## Work to be completed
Produce the records below again, word for word, but stop after the line that contains "points[[0, i]] = xi;".

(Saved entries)
/// Vector math utilities for aperture projection
///
/// Point sets are stored as 3 x M arrays with one column per sample, which
/// keeps the projected aperture order-aligned with the disk samples.
use nalgebra::{Point3, Rotation3, Vector3};
use ndarray::Array2;

use crate::error::ApertureError;
use crate::utils::numeric::radians;

/// Place 2D aperture-plane samples on the local X and Z axes
///
/// # Arguments
/// * `x` - Coordinates along the local X axis
/// * `z` - Coordinates along the local Z axis
///
/// # Returns
/// Array2 with shape (3, M); the Y row (optical axis) is zero
pub fn aperture_plane_matrix(x: &[f64], z: &[f64]) -> Result<Array2<f64>, ApertureError> {
    if x.len() != z.len() {
        return Err(ApertureError::LengthMismatch {
            x: x.len(),
            z: z.len(),
        });
    }

    let mut points = Array2::<f64>::zeros((3, x.len()));
    for (i, (&xi, &zi)) in x.iter().zip(z.iter()).enumerate() {
        points[[0, i]] = xi;
        points[[2, i]] = zi;
    }
    Ok(points)
}

/// Extract column `i` of a 3 x M point matrix
#[inline]
pub fn column_point(points: &Array2<f64>, i: usize) -> Point3<f64> {
    Point3::new(points[[0, i]], points[[1, i]], points[[2, i]])
}

/// Rotate a point about the vertical (Z) axis by `angle_deg`
pub fn rotate_about_z(point: &Point3<f64>, angle_deg: f64) -> Point3<f64> {
    Rotation3::from_axis_angle(&Vector3::z_axis(), radians(angle_deg)) * point
}
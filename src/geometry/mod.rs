//! Ray casting against the dome shell

pub mod ray;

pub use ray::{DomeIntersector, Ray, SphericalDome};
//! Python bindings for the aperture obstruction model

use ndarray::Array2;
use numpy::{IntoPyArray, PyArray1, PyArray2};
use pyo3::prelude::*;
use pyo3::wrap_pyfunction;

use crate::aperture::Aperture;
use crate::config::{ObservatoryConfig, DEFAULT_CONFIG};

/// Python-facing wrapper around [`Aperture`]
#[pyclass(name = "Aperture")]
pub struct PyAperture {
    inner: Aperture,
}

#[pymethods]
impl PyAperture {
    #[new]
    #[pyo3(signature = (radius, secondary_radius=0.0, sample_rate=8, config_json=None))]
    fn new(
        radius: f64,
        secondary_radius: f64,
        sample_rate: usize,
        config_json: Option<&str>,
    ) -> PyResult<Self> {
        let config = match config_json {
            Some(json) => ObservatoryConfig::from_json(json)?,
            None => *DEFAULT_CONFIG,
        };
        let inner = Aperture::with_config(radius, secondary_radius, sample_rate, config)?;
        Ok(Self { inner })
    }

    fn __repr__(&self) -> String {
        format!(
            "Aperture(radius={}, secondary_radius={}, sample_rate={})",
            self.inner.radius(),
            self.inner.secondary_radius(),
            self.inner.sample_rate()
        )
    }

    #[getter]
    fn config_json(&self) -> String {
        self.inner.config().to_json()
    }

    fn obstruction(&self, hour_angle: f64, declination: f64, dome_azimuth: f64) -> PyResult<f64> {
        Ok(self.inner.obstruction(hour_angle, declination, dome_azimuth)?)
    }

    fn obstruction_with_secondary(
        &self,
        hour_angle: f64,
        declination: f64,
        dome_azimuth: f64,
    ) -> PyResult<f64> {
        Ok(self
            .inner
            .obstruction_with_secondary(hour_angle, declination, dome_azimuth)?)
    }

    fn obstruction_map<'py>(
        &self,
        py: Python<'py>,
        hour_angle: f64,
        declination: f64,
        dome_azimuths: Vec<f64>,
    ) -> PyResult<Bound<'py, PyArray1<f64>>> {
        let map = self
            .inner
            .obstruction_map(hour_angle, declination, &dome_azimuths)?;
        Ok(map.into_pyarray(py))
    }

    #[pyo3(signature = (min_radius=0.0))]
    fn sample_disk<'py>(
        &self,
        py: Python<'py>,
        min_radius: f64,
    ) -> PyResult<(Bound<'py, PyArray1<f64>>, Bound<'py, PyArray1<f64>>)> {
        let points = self.inner.sample_disk(min_radius)?;
        Ok((points.x.into_pyarray(py), points.y.into_pyarray(py)))
    }

    fn sample_aperture<'py>(
        &self,
        py: Python<'py>,
        hour_angle: f64,
        declination: f64,
        x: Vec<f64>,
        z: Vec<f64>,
    ) -> PyResult<Bound<'py, PyArray2<f64>>> {
        let points = self.inner.sample_aperture(hour_angle, declination, &x, &z)?;
        Ok(points.into_pyarray(py))
    }

    fn aperture_direction(&self, hour_angle: f64, declination: f64) -> [f64; 3] {
        let d = self.inner.aperture_direction(hour_angle, declination);
        [d.x, d.y, d.z]
    }

    /// 4x4 homogeneous matrix of the mount pose
    fn transform<'py>(
        &self,
        py: Python<'py>,
        hour_angle: f64,
        declination: f64,
    ) -> Bound<'py, PyArray2<f64>> {
        let m = self.inner.transform(hour_angle, declination).to_homogeneous();
        Array2::from_shape_fn((4, 4), |(i, j)| m[(i, j)]).into_pyarray(py)
    }
}

/// JSON for the built-in observatory configuration
#[pyfunction]
fn default_config_json() -> String {
    DEFAULT_CONFIG.to_json()
}

#[pymodule]
fn _dome_obstruction(_py: Python, m: &Bound<'_, PyModule>) -> PyResult<()> {
    m.add_class::<PyAperture>()?;
    m.add_function(wrap_pyfunction!(default_config_json, m)?)?;
    Ok(())
}
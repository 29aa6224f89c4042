//! Numeric and vector helpers shared by the aperture core

pub mod numeric;
pub mod vector_math;
// Module declarations
pub mod aperture;
pub mod config;
pub mod error;
pub mod geometry;
pub mod utils;

#[cfg(feature = "python")]
mod python;

// Re-export public API
pub use aperture::{Aperture, DiskPointSet, Pose};
pub use config::{DomeGeometry, MountGeometry, ObservatoryConfig, DEFAULT_CONFIG};
pub use error::{ApertureError, ConfigError, GeometryError};
pub use geometry::{DomeIntersector, Ray, SphericalDome};

#[cfg(feature = "python")]
pub use python::PyAperture;
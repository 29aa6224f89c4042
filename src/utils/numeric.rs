//! Evenly spaced sequences and angle conversion

use ndarray::Array1;

/// `count` evenly spaced values from `start` to `end`, both endpoints included
///
/// A count of one yields `[start]`; a count of zero yields an empty vector.
pub fn linspace(start: f64, end: f64, count: usize) -> Vec<f64> {
    Array1::linspace(start, end, count).to_vec()
}

#[inline]
pub fn radians(degrees: f64) -> f64 {
    degrees.to_radians()
}
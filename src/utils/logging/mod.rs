//! Logging utilities for artifact loading and inference

pub mod log;

// Re-export commonly used functions for convenience
pub use log::{
    init_logging, log_load_failure, log_load_success, log_operation_start, summarize_names,
};
//! Field normalization
//!
//! Turns a loosely specified patient record into the canonical record a
//! disease's pipeline expects. Rules run in a fixed precedence:
//!
//! 1. overlay onto the master defaults (unknown keys dropped)
//! 2. the disease's rename table (an alias never clobbers a supplied value)
//! 3. sex/gender unification and binary encoding
//! 4. yes/no encoding of flag fields
//! 5. the disease's extra rules (additional flags, dropped fields)
//!
//! Normalization is total: malformed values degrade to defaults.

pub mod record;

use serde_json::{Map, Value};

use crate::registry::Disease;
use crate::schema::adapt::{coerce, coerce_yes_no};
use crate::schema::{Coercion, DiseaseProfile, FieldValue, SEX_FIELDS, master_schema, profile};

pub use record::CanonicalRecord;

/// Normalize a raw request for one disease
#[must_use]
pub fn normalize(raw: &Map<String, Value>, disease: Disease) -> CanonicalRecord {
    normalize_merged(&CanonicalRecord::overlay(raw), disease)
}

/// Apply a disease's rules to a record already overlaid onto the defaults
#[must_use]
pub fn normalize_merged(merged: &CanonicalRecord, disease: Disease) -> CanonicalRecord {
    let rules = profile(disease);
    let mut record = merged.clone();

    apply_renames(&mut record, rules, disease);
    unify_sex_fields(&mut record);
    apply_schema_coercions(&mut record);
    apply_profile_rules(&mut record, rules);

    record
}

/// Move aliases onto their canonical targets and discard leftover aliases
fn apply_renames(record: &mut CanonicalRecord, rules: &DiseaseProfile, disease: Disease) {
    for (alias, target) in rules.renames {
        let Some(value) = record.remove(alias) else {
            continue;
        };
        if record.is_supplied(target) {
            log::debug!("[{disease}] Keeping supplied '{target}' over alias '{alias}'");
        } else {
            record.supply(target, value);
        }
    }

    // Aliases belonging to other diseases' tables
    let schema = master_schema();
    record.retain(|name| schema.contains(name));
}

/// Copy the first supplied sex field onto the unsupplied ones
fn unify_sex_fields(record: &mut CanonicalRecord) {
    let Some(source) = SEX_FIELDS
        .iter()
        .find(|field| record.is_supplied(field))
        .and_then(|field| record.get(field).cloned())
    else {
        return;
    };

    for field in SEX_FIELDS {
        if !record.is_supplied(field) {
            record.supply(field, source.clone());
        }
    }
}

/// Re-encode every field whose schema declares a coercion
fn apply_schema_coercions(record: &mut CanonicalRecord) {
    for field in master_schema().fields() {
        if field.coercion == Coercion::None {
            continue;
        }
        if let Some(value) = record.get(&field.name) {
            let coerced = coerce(value, field.coercion);
            record.replace(&field.name, coerced);
        }
    }
}

/// Disease-specific flags and dropped fields
fn apply_profile_rules(record: &mut CanonicalRecord, rules: &DiseaseProfile) {
    for field in rules.yes_no_fields {
        if let Some(value) = record.get(field) {
            let coerced = FieldValue::Number(coerce_yes_no(value));
            record.replace(field, coerced);
        }
    }
    for field in rules.dropped_fields {
        record.remove(field);
    }
}
//! Total conversions between raw field values and canonical encodings.
//!
//! Every function here is total: malformed input degrades to a policy
//! default (`0` or the value's string form) and never produces an error.

use crate::schema::{Coercion, FieldValue};

const YES_VALUES: [&str; 4] = ["y", "yes", "1", "true"];
const NO_VALUES: [&str; 4] = ["n", "no", "0", "false"];
const MALE_VALUES: [&str; 2] = ["m", "male"];

/// Apply a field's coercion rule
#[must_use]
pub fn coerce(value: &FieldValue, coercion: Coercion) -> FieldValue {
    match coercion {
        Coercion::None => value.clone(),
        Coercion::Sex => FieldValue::Number(coerce_sex(value)),
        Coercion::YesNo => FieldValue::Number(coerce_yes_no(value)),
    }
}

/// Encode a sex/gender value: male is `1`, everything else `0`
///
/// Numbers are treated as an existing encoding, so `1` stays `1`.
#[must_use]
pub fn coerce_sex(value: &FieldValue) -> f64 {
    match value {
        FieldValue::Number(n) if *n == 1.0 => 1.0,
        FieldValue::Number(_) => 0.0,
        FieldValue::Text(s) => {
            let s = s.trim().to_lowercase();
            if MALE_VALUES.contains(&s.as_str()) { 1.0 } else { 0.0 }
        }
    }
}

/// Encode a yes/no-like value as `1`/`0`
///
/// Unrecognized strings fall back to an integer parse and then to `0`.
/// Integral numbers pass through unchanged; fractional or non-finite
/// numbers become `0`.
#[must_use]
pub fn coerce_yes_no(value: &FieldValue) -> f64 {
    match value {
        FieldValue::Number(n) if n.is_finite() && n.fract() == 0.0 => *n,
        FieldValue::Number(_) => 0.0,
        FieldValue::Text(s) => {
            let s = s.trim().to_lowercase();
            if YES_VALUES.contains(&s.as_str()) {
                1.0
            } else if NO_VALUES.contains(&s.as_str()) {
                0.0
            } else {
                s.parse::<i64>().map(|n| n as f64).unwrap_or(0.0)
            }
        }
    }
}

/// Parse a value as a number, falling back to `0`
#[must_use]
pub fn to_numeric(value: &FieldValue) -> f64 {
    let parsed = match value {
        FieldValue::Number(n) => Some(*n),
        FieldValue::Text(s) => s.trim().parse::<f64>().ok(),
    };
    parsed.filter(|n| n.is_finite()).unwrap_or(0.0)
}

/// Render a value as a category label
///
/// Integral numbers are rendered without a fractional part so that `1` and
/// `"1"` map to the same category.
#[must_use]
pub fn to_categorical(value: &FieldValue) -> String {
    match value {
        FieldValue::Text(s) => s.clone(),
        FieldValue::Number(n) if n.is_finite() && n.fract() == 0.0 && n.abs() < 1e15 => {
            format!("{}", *n as i64)
        }
        FieldValue::Number(n) => format!("{n}"),
    }
}
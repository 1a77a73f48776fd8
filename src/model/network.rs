//! Feed-forward network evaluation.
//!
//! The classifiers are small fully connected networks with a single sigmoid
//! output unit. Weights are stored as plain JSON and evaluated row by row;
//! evaluation only reads the weights, so one network can serve concurrent
//! requests without locking.

use serde::{Deserialize, Serialize};

use crate::error::{Result, RiskError};
use crate::model::Classifier;

const DEFAULT_EPSILON: f64 = 1e-3;

/// Element-wise activation function
#[derive(Debug, Clone, Copy, Default, PartialEq, Eq, Serialize, Deserialize)]
#[serde(rename_all = "snake_case")]
pub enum Activation {
    #[default]
    Linear,
    Relu,
    Sigmoid,
    Tanh,
}

impl Activation {
    fn apply(self, x: f64) -> f64 {
        match self {
            Self::Linear => x,
            Self::Relu => x.max(0.0),
            Self::Sigmoid => 1.0 / (1.0 + (-x).exp()),
            Self::Tanh => x.tanh(),
        }
    }
}

fn default_epsilon() -> f64 {
    DEFAULT_EPSILON
}

/// One network layer
#[derive(Debug, Clone, PartialEq, Serialize, Deserialize)]
#[serde(tag = "type", rename_all = "snake_case")]
pub enum Layer {
    /// Fully connected layer; `weights` is indexed `[input][output]`
    Dense {
        weights: Vec<Vec<f64>>,
        bias: Vec<f64>,
        #[serde(default)]
        activation: Activation,
    },
    /// Inference-mode batch normalization
    BatchNormalization {
        gamma: Vec<f64>,
        beta: Vec<f64>,
        moving_mean: Vec<f64>,
        moving_variance: Vec<f64>,
        #[serde(default = "default_epsilon")]
        epsilon: f64,
    },
    /// Standalone activation
    Activation { activation: Activation },
}

impl Layer {
    /// Output width given the input width, or why the layer cannot accept it
    fn output_width(&self, input: Option<usize>) -> std::result::Result<usize, String> {
        match self {
            Self::Dense { weights, bias, .. } => {
                let rows = weights.len();
                if rows == 0 {
                    return Err("dense layer has no weights".to_string());
                }
                if let Some(input) = input.filter(|input| *input != rows) {
                    return Err(format!("dense layer expects {rows} inputs, got {input}"));
                }
                let units = bias.len();
                if units == 0 || weights.iter().any(|row| row.len() != units) {
                    return Err(format!("dense layer weights do not match {units} units"));
                }
                Ok(units)
            }
            Self::BatchNormalization {
                gamma,
                beta,
                moving_mean,
                moving_variance,
                epsilon,
            } => {
                let width = input.unwrap_or(gamma.len());
                let consistent = [beta.len(), moving_mean.len(), moving_variance.len()]
                    .iter()
                    .chain(std::iter::once(&gamma.len()))
                    .all(|len| *len == width);
                if width == 0 || !consistent {
                    return Err(format!("batch normalization does not match width {width}"));
                }
                if moving_variance.iter().any(|v| *v + *epsilon <= 0.0) {
                    return Err("batch normalization variance must be positive".to_string());
                }
                Ok(width)
            }
            Self::Activation { .. } => {
                input.ok_or_else(|| "network cannot start with an activation".to_string())
            }
        }
    }

    fn forward(&self, input: Vec<f64>) -> Vec<f64> {
        match self {
            Self::Dense {
                weights,
                bias,
                activation,
            } => {
                let mut out = bias.clone();
                for (x, row) in input.iter().zip(weights) {
                    for (acc, w) in out.iter_mut().zip(row) {
                        *acc += x * w;
                    }
                }
                out.into_iter().map(|v| activation.apply(v)).collect()
            }
            Self::BatchNormalization {
                gamma,
                beta,
                moving_mean,
                moving_variance,
                epsilon,
            } => input
                .into_iter()
                .enumerate()
                .map(|(i, x)| {
                    gamma[i] * (x - moving_mean[i]) / (moving_variance[i] + epsilon).sqrt()
                        + beta[i]
                })
                .collect(),
            Self::Activation { activation } => {
                input.into_iter().map(|v| activation.apply(v)).collect()
            }
        }
    }
}

/// Serialized form of a trained classifier
#[derive(Debug, Clone, PartialEq, Serialize, Deserialize)]
pub struct NetworkSpec {
    pub layers: Vec<Layer>,
}

/// A validated network with a single probability output
#[derive(Debug, Clone)]
pub struct DenseNetwork {
    layers: Vec<Layer>,
    input_width: usize,
}

impl DenseNetwork {
    /// Validate layer shapes end to end
    ///
    /// The network must contain a dense layer, consecutive widths must agree
    /// and the final width must be 1.
    pub fn new(spec: NetworkSpec) -> std::result::Result<Self, String> {
        if !spec.layers.iter().any(|layer| matches!(layer, Layer::Dense { .. })) {
            return Err("network has no dense layer".to_string());
        }

        let mut input_width = None;
        let mut width = None;
        for (index, layer) in spec.layers.iter().enumerate() {
            let out = layer
                .output_width(width)
                .map_err(|reason| format!("layer {index}: {reason}"))?;
            if input_width.is_none() {
                input_width = Some(match layer {
                    Layer::Dense { weights, .. } => weights.len(),
                    _ => out,
                });
            }
            width = Some(out);
        }

        match (input_width, width) {
            (Some(input_width), Some(1)) => Ok(Self {
                layers: spec.layers,
                input_width,
            }),
            (_, width) => Err(format!(
                "network must end in a single unit, ends in {}",
                width.unwrap_or(0)
            )),
        }
    }

    /// Number of features the first layer consumes
    #[must_use]
    pub fn input_width(&self) -> usize {
        self.input_width
    }

    fn forward(&self, row: &[f64]) -> Result<f64> {
        if row.len() != self.input_width {
            return Err(RiskError::ShapeMismatch {
                expected: self.input_width,
                actual: row.len(),
            });
        }
        let output = self
            .layers
            .iter()
            .fold(row.to_vec(), |values, layer| layer.forward(values));
        output
            .first()
            .copied()
            .ok_or_else(|| RiskError::inference("network produced no output"))
    }
}

impl Classifier for DenseNetwork {
    fn predict(&self, features: &[Vec<f64>]) -> Result<Vec<f64>> {
        features.iter().map(|row| self.forward(row)).collect()
    }
}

## Reply
/// Vector math utilities for aperture projection
///
/// Point sets are stored as 3 x M arrays with one column per sample, which
/// keeps the projected aperture order-aligned with the disk samples.
use nalgebra::{Point3, Rotation3, Vector3};
use ndarray::Array2;

use crate::error::ApertureError;
use crate::utils::numeric::radians;

/// Place 2D aperture-plane samples on the local X and Z axes
///
/// # Arguments
/// * `x` - Coordinates along the local X axis
/// * `z` - Coordinates along the local Z axis
///
/// # Returns
/// Array2 with shape (3, M); the Y row (optical axis) is zero
pub fn aperture_plane_matrix(x: &[f64], z: &[f64]) -> Result<Array2<f64>, ApertureError> {
    if x.len() != z.len() {
        return Err(ApertureError::LengthMismatch {
            x: x.len(),
            z: z.len(),
        });
    }

    let mut points = Array2::<f64>::zeros((3, x.len()));
    for (i, (&xi, &zi)) in x.iter().zip(z.iter()).enumerate() {
        points[[0, i]] = xi;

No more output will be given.